(TO DO)
The entries below must be returned exactly as they stand.

Top of GIVEN RECORDS

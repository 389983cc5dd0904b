//! Pipeline orchestration - clean, chain, infer, bin
//!
//! One synchronous pass over the full leg set. Each stage consumes its
//! input and emits a fresh record set; the run summary collects every
//! stage's counters for the final report.

use crate::domain::types::{Leg, PresenceInterval};
use crate::infra::{Config, RunSummary};
use crate::services::binner::{SlotBinner, SlotGrid};
use crate::services::chainer::JourneyChainer;
use crate::services::cleaner::TraceCleaner;
use crate::services::occupancy::OccupancyInferrer;
use anyhow::Result;
use tracing::info;

/// Everything one batch run produces
#[derive(Debug)]
pub struct PipelineOutput {
    /// Cleaned legs with journey ids attached
    pub legs: Vec<Leg>,
    /// Inferred presence intervals
    pub intervals: Vec<PresenceInterval>,
    /// The dense top-N slot grid
    pub grid: SlotGrid,
    /// Stage counters (ingest counters are filled by the caller)
    pub summary: RunSummary,
}

/// The full batch transform over a leg set
pub struct Pipeline {
    cleaner: TraceCleaner,
    chainer: JourneyChainer,
    inferrer: OccupancyInferrer,
    binner: SlotBinner,
}

impl Pipeline {
    pub fn new(config: &Config) -> Result<Self> {
        Ok(Self {
            cleaner: TraceCleaner::new(config),
            chainer: JourneyChainer::new(config),
            inferrer: OccupancyInferrer::new(config),
            binner: SlotBinner::new(config)?,
        })
    }

    /// Run all stages in order; empty input flows through as empty output
    pub fn run(&self, legs: Vec<Leg>) -> PipelineOutput {
        let mut summary = RunSummary::new();
        summary.legs_in = legs.len();

        let (cleaned, clean_stats) = self.cleaner.clean(legs);
        summary.dropped_invalid = clean_stats.dropped_invalid;
        summary.dropped_speed = clean_stats.dropped_speed;
        summary.dropped_intra = clean_stats.dropped_intra;
        summary.dropped_overlap = clean_stats.dropped_overlap;

        let legs = self.chainer.chain(cleaned);
        summary.legs_kept = legs.len();
        summary.journeys = JourneyChainer::journey_count(&legs);

        let intervals = self.inferrer.infer(&legs);
        summary.presence_intervals = intervals.len();

        let grid = self.binner.bin(&intervals);
        summary.places_ranked = grid.places.len();
        summary.grid_rows = grid.rows.len();

        info!(
            legs_in = %summary.legs_in,
            legs_kept = %summary.legs_kept,
            journeys = %summary.journeys,
            presence_intervals = %summary.presence_intervals,
            grid_rows = %summary.grid_rows,
            "pipeline_run_done"
        );

        PipelineOutput { legs, intervals, grid, summary }
    }
}
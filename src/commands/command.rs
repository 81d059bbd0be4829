use async_trait::async_trait;

use crate::commands::executable::{Context, Executable};
use crate::commands::CommandParser;
use crate::frame::Frame;
use crate::Error;

/// Returns the number of commands the server knows, two-level commands counting once per
/// subcommand.
///
/// Ref: <https://redis.io/docs/latest/commands/command-count/>
#[derive(Debug, PartialEq)]
pub struct CommandCount;

#[async_trait]
impl Executable for CommandCount {
    async fn exec(self, ctx: &mut Context<'_>) -> Result<Frame, Error> {
        Ok(Frame::Integer(ctx.dispatcher.registry().len() as i64))
    }
}

impl TryFrom<&mut CommandParser> for CommandCount {
    type Error = Error;

    fn try_from(_parser: &mut CommandParser) -> Result<Self, Self::Error> {
        Ok(Self)
    }
}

Bottom of GIVEN RECORDS

(WORKED SOLUTION)
repository 389983cc5dd0904b
//! Pipeline orchestration - clean, chain, infer, bin
//!
//! One synchronous pass over the full leg set. Each stage consumes its
//! input and emits a fresh record set; the run summary collects every
//! stage's counters for the final report.

use crate::domain::types::{Leg, PresenceInterval};
use crate::infra::{Config, RunSummary};
use crate::services::binner::{SlotBinner, SlotGrid};
use crate::services::chainer::JourneyChainer;
use crate::services::cleaner::TraceCleaner;
use crate::services::occupancy::OccupancyInferrer;
use anyhow::Result;
use tracing::info;

/// Everything one batch run produces
#[derive(Debug)]
pub struct PipelineOutput {
    /// Cleaned legs with journey ids attached
    pub legs: Vec<Leg>,
    /// Inferred presence intervals
    pub intervals: Vec<PresenceInterval>,
    /// The dense top-N slot grid
    pub grid: SlotGrid,
    /// Stage counters (ingest counters are filled by the caller)
    pub summary: RunSummary,
}

/// The full batch transform over a leg set
pub struct Pipeline {
    cleaner: TraceCleaner,
    chainer: JourneyChainer,
    inferrer: OccupancyInferrer,
    binner: SlotBinner,
}

impl Pipeline {
    pub fn new(config: &Config) -> Result<Self> {
        Ok(Self {
            cleaner: TraceCleaner::new(config),
            chainer: JourneyChainer::new(config),
            inferrer: OccupancyInferrer::new(config),
            binner: SlotBinner::new(config)?,
        })
    }

    /// Run all stages in order; empty input flows through as empty output
    pub fn run(&self, legs: Vec<Leg>) -> PipelineOutput {
        let mut summary = RunSummary::new();
        summary.legs_in = legs.len();

        let (cleaned, clean_stats) = self.cleaner.clean(legs);
        summary.dropped_invalid = clean_stats.dropped_invalid;
        summary.dropped_speed = clean_stats.dropped_speed;
        summary.dropped_intra = clean_stats.dropped_intra;
        summary.dropped_overlap = clean_stats.dropped_overlap;

        let legs = self.chainer.chain(cleaned);
        summary.legs_kept = legs.len();
        summary.journeys = JourneyChainer::journey_count(&legs);

        let intervals = self.inferrer.infer(&legs);
        summary.presence_intervals = intervals.len();

        let grid = self.binner.bin(&intervals);
        summary.places_ranked = grid.places.len();
        summary.grid_rows = grid.rows.len();

        info!(
            legs_in = %summary.legs_in,
            legs_kept = %summary.legs_kept,
            journeys = %summary.journeys,
            presence_intervals = %summary.presence_intervals,
            grid_rows = %summary.grid_rows,
            "pipeline_run_done"
        );

        PipelineOutput { legs, intervals, grid, summary }
    }
}
filename src/commands/command.rs
repository 81d059bbd0be4829
use async_trait::async_trait;

use crate::commands::executable::{Context, Executable};
use crate::commands::CommandParser;
use crate::frame::Frame;
use crate::Error;

/// Returns the number of commands the server knows, two-level commands counting once per
/// subcommand.
///
/// Ref: <https://redis.io/docs/latest/commands/command-count/>
#[derive(Debug, PartialEq)]
pub struct CommandCount;

#[async_trait]
impl Executable for CommandCount {
    async fn exec(self, ctx: &mut Context<'_>) -> Result<Frame, Error> {
        Ok(Frame::Integer(ctx.dispatcher.registry().len() as i64))
    }
}

impl TryFrom<&mut CommandParser> for CommandCount {
    type Error = Error;

    fn try_from(_parser: &mut CommandParser) -> Result<Self, Self::Error> {
        Ok(Self)
    }
}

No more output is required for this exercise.